Impact Factor (2025): 6.9
DOI Prefix: 10.47001/IRJIET
Vol 9 No 2025 (2025): Volume 9, Special Issue of ICCIS-2025 May 2025 | Pages: 206-213
International Research Journal of Innovations in Engineering and Technology
OPEN ACCESS | Research Article | Published Date: 11-06-2025
The seamless transformation of visual content into descriptive text and naturalistic speech, termed Vision-to-Voice, represents a significant interdisciplinary advancement at the intersection of computer vision, natural language processing (NLP), and speech synthesis. This paper explores the development of an end-to-end Vision-to-Voice pipeline, encompassing visual scene understanding, semantic description generation, and high-quality speech synthesis, thereby enabling AI systems to narrate visual content for human users. The proposed methodology integrates Transformer-based image captioning models with context-aware linguistic augmentation and neural vocoders trained for expressive speech synthesis, ensuring fluent and expressive audio descriptions for visual content. While individual advancements in image captioning and TTS are well documented, their seamless fusion into an end-to-end, real-time system presents unique research and engineering challenges, including context preservation across modalities, maintaining linguistic fluency, and ensuring audio naturalness. This paper addresses these gaps through a unified encoder-decoder captioning module with Bahdanau Attention, followed by a Tacotron 2-based Mel-spectrogram generation module and HiFi-GAN-based waveform synthesis module.
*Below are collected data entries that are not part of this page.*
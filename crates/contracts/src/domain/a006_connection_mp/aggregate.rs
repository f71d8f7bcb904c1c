use crate::enums::MarketplaceType;
use chrono::{DateTime, Utc};
use serde::{Deserialize, Serialize};
use uuid::Uuid;

// ============================================================================
// ID Type
// ============================================================================

/// Уникальный идентификатор подключения к маркетплейсу
#[derive(Debug, Clone, Copy, PartialEq, Eq, Hash, Serialize, Deserialize)]
pub struct ConnectionMPId(pub Uuid);

impl ConnectionMPId {
    pub fn new(value: Uuid) -> Self {
        Self(value)
    }

    pub fn new_v4() -> Self {
        Self(Uuid::new_v4())
    }

    pub fn value(&self) -> Uuid {
        self.0
    }

    pub fn as_string(&self) -> String {
        self.0.to_string()
    }

    pub fn from_string(s: &str) -> Result<Self, String> {
        Uuid::parse_str(s)
            .map(ConnectionMPId::new)
            .map_err(|e| format!("Invalid UUID: {}", e))
    }
}

// ============================================================================
// Aggregate
// ============================================================================

/// Подключение к маркетплейсу (учётная запись продавца на внешней площадке).
///
/// Движок синхронизации читает из него только владельца, тип маркетплейса
/// и учётные данные, которые передаются в клиент площадки.
#[derive(Debug, Clone, Serialize, Deserialize)]
pub struct ConnectionMP {
    pub id: ConnectionMPId,
    /// Владелец подключения
    pub user_id: String,
    pub marketplace: MarketplaceType,
    pub description: String,
    pub api_key: String,
    pub supplier_id: Option<String>,
    /// Подключение активно
    pub is_used: bool,
    pub created_at: DateTime<Utc>,
    pub updated_at: DateTime<Utc>,
}

impl ConnectionMP {
    pub fn new_for_insert(
        user_id: String,
        marketplace: MarketplaceType,
        description: String,
        api_key: String,
    ) -> Self {
        let now = Utc::now();
        Self {
            id: ConnectionMPId::new_v4(),
            user_id,
            marketplace,
            description,
            api_key,
            supplier_id: None,
            is_used: true,
            created_at: now,
            updated_at: now,
        }
    }

    pub fn to_string_id(&self) -> String {
        self.id.as_string()
    }

    /// Валидация данных
    pub fn validate(&self) -> Result<(), String> {
        if self.description.trim().is_empty() {
            return Err("Наименование не может быть пустым".into());
        }
        if self.api_key.trim().is_empty() {
            return Err("API Key не может быть пустым".into());
        }
        if self.user_id.trim().is_empty() {
            return Err("Владелец подключения должен быть указан".into());
        }
        Ok(())
    }
}
use once_cell::sync::OnceCell;
use sea_orm::{ConnectionTrait, Database, DatabaseBackend, DatabaseConnection, Statement};
use std::path::Path;

static DB_CONN: OnceCell<DatabaseConnection> = OnceCell::new();

/// Таблицы, необходимые движку выгрузки заказов
const SCHEMA: &[(&str, &str)] = &[
    (
        "a006_connection_mp",
        r#"
        CREATE TABLE IF NOT EXISTS a006_connection_mp (
            id TEXT PRIMARY KEY NOT NULL,
            user_id TEXT NOT NULL,
            marketplace TEXT NOT NULL,
            description TEXT NOT NULL,
            api_key TEXT NOT NULL,
            supplier_id TEXT,
            is_used INTEGER NOT NULL DEFAULT 1,
            created_at TEXT NOT NULL,
            updated_at TEXT NOT NULL
        );
        "#,
    ),
    (
        "sys_order_fetch_tasks",
        r#"
        CREATE TABLE IF NOT EXISTS sys_order_fetch_tasks (
            id TEXT PRIMARY KEY NOT NULL,
            user_id TEXT NOT NULL,
            connection_id TEXT NOT NULL,
            platform TEXT NOT NULL,
            task_type TEXT NOT NULL,
            status TEXT NOT NULL,
            config_json TEXT NOT NULL,
            progress_json TEXT NOT NULL,
            error TEXT,
            created_at TEXT NOT NULL,
            updated_at TEXT NOT NULL,
            stopped_at TEXT,
            completed_at TEXT
        );
        "#,
    ),
    (
        "ux_sys_order_fetch_tasks_running",
        // At most one running task per (user, connection, type)
        r#"
        CREATE UNIQUE INDEX IF NOT EXISTS ux_sys_order_fetch_tasks_running
            ON sys_order_fetch_tasks (user_id, connection_id, task_type)
            WHERE status = 'running';
        "#,
    ),
    (
        "idx_sys_order_fetch_tasks_user",
        r#"
        CREATE INDEX IF NOT EXISTS idx_sys_order_fetch_tasks_user
            ON sys_order_fetch_tasks (user_id, created_at);
        "#,
    ),
    (
        "mp_orders",
        r#"
        CREATE TABLE IF NOT EXISTS mp_orders (
            id TEXT PRIMARY KEY NOT NULL,
            user_id TEXT NOT NULL,
            connection_id TEXT NOT NULL,
            platform TEXT NOT NULL,
            order_number TEXT NOT NULL,
            order_date TEXT NOT NULL,
            total_amount REAL,
            payload_json TEXT NOT NULL,
            created_at TEXT NOT NULL,
            updated_at TEXT NOT NULL,
            UNIQUE (connection_id, order_number)
        );
        "#,
    ),
    (
        "idx_mp_orders_user_platform",
        r#"
        CREATE INDEX IF NOT EXISTS idx_mp_orders_user_platform
            ON mp_orders (user_id, platform, order_date);
        "#,
    ),
];

pub async fn initialize_database(db_path: Option<&Path>) -> anyhow::Result<()> {
    let db_file = db_path.unwrap_or_else(|| Path::new("target/db/app.db"));
    if let Some(parent) = db_file.parent() {
        std::fs::create_dir_all(parent)?;
    }
    let absolute_path = if db_file.is_absolute() {
        db_file.to_path_buf()
    } else {
        std::env::current_dir()?.join(db_file)
    };
    // Normalize path separators and ensure proper URL form on Windows
    let normalized = absolute_path.to_string_lossy().replace('\\', "/");
    let needs_leading_slash = !normalized.starts_with('/') && normalized.contains(':');
    let prefix = if needs_leading_slash { "/" } else { "" };
    let db_url = format!("sqlite://{}{}?mode=rwc", prefix, normalized);
    let conn = Database::connect(&db_url).await?;

    bootstrap_schema(&conn).await?;

    DB_CONN
        .set(conn)
        .map_err(|_| anyhow::anyhow!("Database connection already initialized"))?;
    tracing::info!("Database ready at {}", absolute_path.display());
    Ok(())
}

/// Создаёт недостающие таблицы и индексы
pub async fn bootstrap_schema(conn: &DatabaseConnection) -> anyhow::Result<()> {
    for (name, sql) in SCHEMA {
        tracing::debug!("Ensuring schema object {}", name);
        conn.execute(Statement::from_string(
            DatabaseBackend::Sqlite,
            sql.to_string(),
        ))
        .await
        .map_err(|e| anyhow::anyhow!("Failed to create {}: {}", name, e))?;
    }
    Ok(())
}

/// Глобальное подключение. Паникует, если `initialize_database` ещё не вызывался.
pub fn get_connection() -> &'static DatabaseConnection {
    DB_CONN
        .get()
        .expect("Database connection has not been initialized")
}

#[cfg(test)]
pub async fn connect_in_memory() -> DatabaseConnection {
    // One pooled connection: every clone sees the same in-memory database
    let mut options = sea_orm::ConnectOptions::new("sqlite::memory:".to_owned());
    options
        .max_connections(1)
        .min_connections(1)
        .sqlx_logging(false);
    let conn = Database::connect(options).await.expect("in-memory sqlite");
    bootstrap_schema(&conn).await.expect("schema bootstrap");
    conn
}
use anyhow::Result;
use async_trait::async_trait;
use chrono::{DateTime, FixedOffset, NaiveDateTime, TimeZone, Utc};
use contracts::domain::a006_connection_mp::aggregate::ConnectionMP;
use contracts::enums::MarketplaceType;
use sea_orm::DatabaseConnection;
use serde::{Deserialize, Serialize};
use std::sync::Arc;

use super::{FetchOrdersResult, NormalizeOrdersResult, OrderWindow, PlatformService, RawOrder};
use crate::domain::a025_mp_order::{repository, MpOrder};

const STATISTICS_API_URL: &str = "https://statistics-api.wildberries.ru";

/// Statistics API отдаёт время по Москве без смещения
const MOSCOW_OFFSET_SECONDS: i32 = 3 * 3600;

/// Строка ответа GET /api/v1/supplier/orders (используемые поля)
#[derive(Debug, Clone, Serialize, Deserialize)]
pub struct WbOrderRow {
    pub srid: String,
    pub date: String,
    #[serde(rename = "lastChangeDate", default)]
    pub last_change_date: Option<String>,
    #[serde(rename = "gNumber", default)]
    pub g_number: Option<String>,
    #[serde(rename = "totalPrice", default)]
    pub total_price: Option<f64>,
    #[serde(rename = "priceWithDisc", default)]
    pub price_with_disc: Option<f64>,
    #[serde(rename = "isCancel", default)]
    pub is_cancel: bool,
}

/// Разбор даты Statistics API: "2024-03-04T18:08:31" (МСК) или RFC 3339
pub fn parse_wb_date(value: &str) -> Result<DateTime<Utc>> {
    if let Ok(dt) = DateTime::parse_from_rfc3339(value) {
        return Ok(dt.with_timezone(&Utc));
    }
    let naive: NaiveDateTime = value
        .parse()
        .map_err(|e| anyhow::anyhow!("Invalid Wildberries date '{}': {}", value, e))?;
    let moscow = FixedOffset::east_opt(MOSCOW_OFFSET_SECONDS)
        .ok_or_else(|| anyhow::anyhow!("Invalid Moscow offset"))?;
    moscow
        .from_local_datetime(&naive)
        .single()
        .map(|dt| dt.with_timezone(&Utc))
        .ok_or_else(|| anyhow::anyhow!("Ambiguous Wildberries date '{}'", value))
}

/// Клиент выгрузки заказов Wildberries
pub struct WildberriesOrderService {
    client: reqwest::Client,
    connection: ConnectionMP,
    db: DatabaseConnection,
    base_url: String,
}

impl WildberriesOrderService {
    pub fn new(connection: ConnectionMP, db: DatabaseConnection) -> Result<Self> {
        let client = reqwest::Client::builder()
            .timeout(std::time::Duration::from_secs(60))
            .build()?;
        Ok(Self {
            client,
            connection,
            db,
            base_url: STATISTICS_API_URL.to_string(),
        })
    }

    /// Конструктор для `PlatformServiceRegistry`
    pub fn builder(
        db: DatabaseConnection,
    ) -> impl Fn(&ConnectionMP) -> Result<Arc<dyn PlatformService>> + Send + Sync + 'static {
        move |connection| {
            let service = WildberriesOrderService::new(connection.clone(), db.clone())?;
            Ok(Arc::new(service) as Arc<dyn PlatformService>)
        }
    }

    fn api_key(&self) -> String {
        self.connection
            .api_key
            .trim()
            .replace(['\n', '\r', '\t'], "")
    }

    fn to_mp_order(&self, row: WbOrderRow, raw: RawOrder) -> Result<MpOrder> {
        let order_date = parse_wb_date(&row.date)?;
        Ok(MpOrder {
            user_id: self.connection.user_id.clone(),
            connection_id: self.connection.to_string_id(),
            platform: MarketplaceType::Wildberries,
            order_number: row.srid,
            order_date,
            total_amount: row.price_with_disc.or(row.total_price),
            payload: raw,
        })
    }
}

#[async_trait]
impl PlatformService for WildberriesOrderService {
    async fn initialize(&self) -> Result<()> {
        let api_key = self.api_key();
        if api_key.is_empty() {
            anyhow::bail!("API Key is required for Wildberries API");
        }
        if !api_key.is_ascii() {
            anyhow::bail!("API Key contains non-ASCII characters");
        }
        Ok(())
    }

    /// GET /api/v1/supplier/orders?dateFrom=...&flag=0
    ///
    /// Эндпоинт не принимает верхнюю границу и размер страницы:
    /// строки вне окна отбрасываются на клиенте, `limit` не используется.
    async fn fetch_orders(&self, window: &OrderWindow) -> Result<FetchOrdersResult> {
        let url = format!("{}/api/v1/supplier/orders", self.base_url);
        let date_from = window.start.format("%Y-%m-%dT%H:%M:%S").to_string();

        tracing::debug!(
            "GET {}?dateFrom={} (connection {})",
            url,
            date_from,
            self.connection.to_string_id()
        );

        let response = self
            .client
            .get(&url)
            .header("Authorization", self.api_key())
            .query(&[("dateFrom", date_from.as_str()), ("flag", "0")])
            .send()
            .await?;

        let status = response.status();
        if !status.is_success() {
            let body = response.text().await.unwrap_or_default();
            tracing::error!("Wildberries Orders API request failed: {}", body);
            anyhow::bail!("Wildberries Orders API failed with status {}: {}", status, body);
        }

        let rows: Vec<RawOrder> = response.json().await?;
        let data = rows
            .into_iter()
            .filter(|row| {
                row.get("date")
                    .and_then(|d| d.as_str())
                    .and_then(|d| parse_wb_date(d).ok())
                    .map(|d| window.contains(&d))
                    .unwrap_or(false)
            })
            .collect();

        Ok(FetchOrdersResult {
            success: true,
            data,
        })
    }

    async fn normalize_orders(&self, raw: Vec<RawOrder>) -> Result<NormalizeOrdersResult> {
        let total = raw.len();
        let mut normalized = Vec::with_capacity(total);

        for value in raw {
            let row: WbOrderRow = match serde_json::from_value(value.clone()) {
                Ok(row) => row,
                Err(e) => {
                    tracing::warn!("Skipping malformed Wildberries order: {}", e);
                    continue;
                }
            };
            let order = match self.to_mp_order(row, value) {
                Ok(order) => order,
                Err(e) => {
                    tracing::warn!("Skipping Wildberries order: {}", e);
                    continue;
                }
            };
            repository::upsert(&self.db, &order).await?;
            normalized.push(order);
        }

        Ok(NormalizeOrdersResult {
            success: total == 0 || !normalized.is_empty(),
            data: normalized,
        })
    }
}
// libs/telemedicine-cell/src/state.rs
use std::sync::Arc;

use shared_config::AppConfig;
use shared_models::auth::User;

use crate::services::{
    Clock, ConsultationService, RealtimeTransport, RoomHub, SignalingChannel, SystemClock,
    TelemedicineSessionView,
};

/// Shared by every handler of the cell.
#[derive(Clone)]
pub struct TelemedicineState {
    pub config: Arc<AppConfig>,
    pub hub: Arc<RoomHub>,
    pub consultations: Arc<ConsultationService>,
    pub clock: Arc<dyn Clock>,
}

impl TelemedicineState {
    pub fn new(config: Arc<AppConfig>) -> Self {
        Self {
            hub: Arc::new(RoomHub::from_config(&config)),
            consultations: Arc::new(ConsultationService::new(&config)),
            clock: Arc::new(SystemClock),
            config,
        }
    }

    pub fn with_clock(mut self, clock: Arc<dyn Clock>) -> Self {
        self.clock = clock;
        self
    }

    fn transport(&self) -> Arc<dyn RealtimeTransport> {
        self.hub.clone()
    }

    pub fn session_view_for(&self, user: &User) -> TelemedicineSessionView {
        TelemedicineSessionView::new(user.id.clone(), self.transport(), Arc::clone(&self.clock))
            .with_connect_timeout(self.config.connect_timeout())
    }

    pub fn channel_for(&self, user: &User) -> SignalingChannel {
        SignalingChannel::from_config(self.transport(), user.id.clone(), &self.config)
    }
}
Extensive experimentation and evaluations using standard datasets, including Flickr8K and LJSpeech, demonstrate the efficacy of the proposed system in terms of caption quality (BLEU) and audio naturalness (MOS scores). The Vision-to-Voice system holds promising applications in assistive technologies, multimedia enrichment, and automated video annotation systems, thereby contributing to both academic research and real-world accessibility solutions.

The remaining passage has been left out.